Wednesday, 11 February 2009
Having scared everyone 10 months ago with a timely Easter warning of the terrifying dangers of eating eggs, The Daily Mail today announced that they had in fact
A number of other newspapers agreed that eating eggs not only doesn't give you cancer or cause heart attacks, but suggested that they might even be good for you and taste nice with ham.
Bizarrely, almost every single article included some bewilderingly unfunny variation on the phrase 'Go to work on an egg' - an advertising slogan from the 1950s, when everything in Britain was great unlike today, which is rubbish because of knife-wielding single mothers and homosexuals on benefits.
Eggs had originally been blamed for causing heart disease and increasing cholestoral based on a study that found that people who ate eggs tended to be older and fatter, more likely to smoke and drink and less likely to exercise than average.

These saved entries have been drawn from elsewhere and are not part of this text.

//! Permission prompts
//!
//! Denial is an ordinary answer, not a failure of the prompt itself.

use async_trait::async_trait;
use tracing::info;

use super::CapabilityError;

#[derive(Debug, Clone, Copy, PartialEq, Eq)]
pub enum Permission {
    Camera,
    Location,
}

impl Permission {
    pub fn title(&self) -> &'static str {
        match self {
            Permission::Camera => "Camera Permission",
            Permission::Location => "Location Access Permission",
        }
    }

    /// Why the app is asking
    pub fn rationale(&self) -> &'static str {
        match self {
            Permission::Camera => "The application needs access to the camera.",
            Permission::Location => {
                "The application needs location access permission to save GPS coordinates."
            }
        }
    }

    /// What the user is told after declining
    pub fn denied_message(&self) -> &'static str {
        match self {
            Permission::Camera => "You need to grant camera access to take a photo.",
            Permission::Location => "You need to grant location access to save GPS coordinates.",
        }
    }
}

impl std::fmt::Display for Permission {
    fn fmt(&self, f: &mut std::fmt::Formatter<'_>) -> std::fmt::Result {
        match self {
            Permission::Camera => write!(f, "camera"),
            Permission::Location => write!(f, "location"),
        }
    }
}

#[derive(Debug, Clone, Copy, PartialEq, Eq)]
pub enum PermissionStatus {
    Granted,
    Denied,
}

/// Asks the user for a permission
#[async_trait]
pub trait PermissionPrompt: Send + Sync {
    async fn request(&self, permission: Permission) -> PermissionStatus;
}

/// Grants every request without asking
#[derive(Debug, Clone, Copy, Default)]
pub struct GrantAll;

#[async_trait]
impl PermissionPrompt for GrantAll {
    async fn request(&self, _permission: Permission) -> PermissionStatus {
        PermissionStatus::Granted
    }
}

/// Ask once and turn a denial into an error carrying the user-facing message
pub async fn require_permission(
    prompt: &dyn PermissionPrompt,
    permission: Permission,
) -> Result<(), CapabilityError> {
    match prompt.request(permission).await {
        PermissionStatus::Granted => Ok(()),
        PermissionStatus::Denied => {
            info!(%permission, "permission denied");
            Err(CapabilityError::PermissionDenied {
                permission,
                message: permission.denied_message(),
            })
        }
    }
}
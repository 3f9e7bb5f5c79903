//! Config command handlers

use std::path::PathBuf;

use anyhow::{bail, Context, Result};

use whereis_core::Config;

use crate::output::{Output, OutputFormat};

/// Show current configuration
pub fn show(config_path: Option<&PathBuf>, output: &Output) -> Result<()> {
    let config =
        Config::load_with_cli_override(config_path).context("Failed to load configuration")?;

    match output.format {
        OutputFormat::Json => {
            println!(
                "{}",
                serde_json::json!({
                    "data_dir": config.data_dir,
                    "log_file": config.log_file,
                    "photos_dir": config.photos_path(),
                    "records_file": config.records_path(),
                })
            );
        }
        OutputFormat::Quiet => {
            println!("{}", config.data_dir.display());
        }
        OutputFormat::Human => {
            let effective_path = config_path
                .cloned()
                .unwrap_or_else(Config::config_file_path);
            println!("Configuration:");
            println!("  data_dir:   {}", config.data_dir.display());
            println!("  log_file:   {}", display_optional(&config.log_file));
            println!("  photos_dir: {}", display_optional(&config.photos_dir));
            println!();
            println!("Records file: {}", config.records_path().display());
            println!("Photos saved to: {}", config.photos_path().display());
            println!("Config file: {}", effective_path.display());
        }
    }

    Ok(())
}

/// Set a configuration value
pub fn set(
    key: String,
    value: String,
    config_path: Option<&PathBuf>,
    output: &Output,
) -> Result<()> {
    let mut config =
        Config::load_with_cli_override(config_path).context("Failed to load configuration")?;

    match key.as_str() {
        "data_dir" => {
            if value.is_empty() {
                bail!("data_dir cannot be empty");
            }
            config.data_dir = value.clone().into();
        }
        "log_file" => config.log_file = optional_path(&value),
        "photos_dir" => config.photos_dir = optional_path(&value),
        _ => {
            bail!(
                "Unknown configuration key: '{}'\n\
                 Valid keys: data_dir, log_file, photos_dir",
                key
            );
        }
    }

    // Save to the CLI-specified path or default
    let save_path = config_path
        .cloned()
        .unwrap_or_else(Config::config_file_path);
    config
        .save_to_path(&save_path)
        .context("Failed to save configuration")?;

    output.success(&format!("Set {} = {}", key, value));

    Ok(())
}

/// Empty or "none" unsets an optional path
fn optional_path(value: &str) -> Option<PathBuf> {
    if value.is_empty() || value == "none" {
        None
    } else {
        Some(PathBuf::from(value))
    }
}

fn display_optional(path: &Option<PathBuf>) -> String {
    path.as_ref()
        .map(|p| p.display().to_string())
        .unwrap_or_else(|| "(not set)".to_string())
}
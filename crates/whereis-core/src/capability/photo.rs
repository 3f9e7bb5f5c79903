//! Photo import
//!
//! Copies a captured image into app-owned storage so the record keeps
//! pointing at a file the app controls. Files are named
//! `image_<unix millis>.<ext>`.

use std::path::{Path, PathBuf};

use chrono::Utc;
use tokio::fs;
use tracing::{info, warn};

use super::CapabilityError;

const DEFAULT_EXTENSION: &str = "jpg";

#[derive(Debug, Clone)]
pub struct PhotoImporter {
    photos_dir: PathBuf,
}

impl PhotoImporter {
    pub fn new(photos_dir: impl Into<PathBuf>) -> Self {
        Self {
            photos_dir: photos_dir.into(),
        }
    }

    /// Copy `source` into the photos directory and return the new path
    pub async fn import(&self, source: &Path) -> Result<PathBuf, CapabilityError> {
        if source.as_os_str().is_empty() {
            return Err(CapabilityError::Cancelled);
        }

        fs::create_dir_all(&self.photos_dir).await.map_err(|e| {
            CapabilityError::Failed(format!(
                "Could not create photo directory {:?}: {}",
                self.photos_dir, e
            ))
        })?;

        let target = self.next_target(source).await;
        if let Err(e) = fs::copy(source, &target).await {
            warn!("failed to copy photo {:?}: {}", source, e);
            return Err(CapabilityError::Failed(format!(
                "Could not save photo {:?}: {}",
                source, e
            )));
        }

        info!("imported photo {:?} as {:?}", source, target);
        Ok(target)
    }

    /// First free `image_<millis>.<ext>` name, counting up from now
    async fn next_target(&self, source: &Path) -> PathBuf {
        let extension = source
            .extension()
            .and_then(|e| e.to_str())
            .filter(|e| !e.is_empty())
            .map(|e| e.to_lowercase())
            .unwrap_or_else(|| DEFAULT_EXTENSION.to_string());

        let mut millis = Utc::now().timestamp_millis();
        loop {
            let candidate = self
                .photos_dir
                .join(format!("image_{}.{}", millis, extension));
            if !fs::try_exists(&candidate).await.unwrap_or(false) {
                return candidate;
            }
            millis += 1;
        }
    }
}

Therefore, it was clear that it was eggs, not the fags, booze and obesity, that were to blame for incidences of strokes and heart disease.
Experts revealed that a number of other foodstuffs also might not kill you, including bread, water and chicken McNuggets - but recommended that people remain scared of everything they put into their mouths just in case.
An NHS Spokesman may or may not have said: 'But....but, we said all of this the same day that stupid, unfounded article came out in April 2008. Nobody listened!', before sighing dejectedly and trudging back to the office, never to be heard of again.
Sunday, 8 February 2009
There's nothing more important in this dizzying, confusing modern world of microwave ovens and colour TVs than for a woman to be lovely.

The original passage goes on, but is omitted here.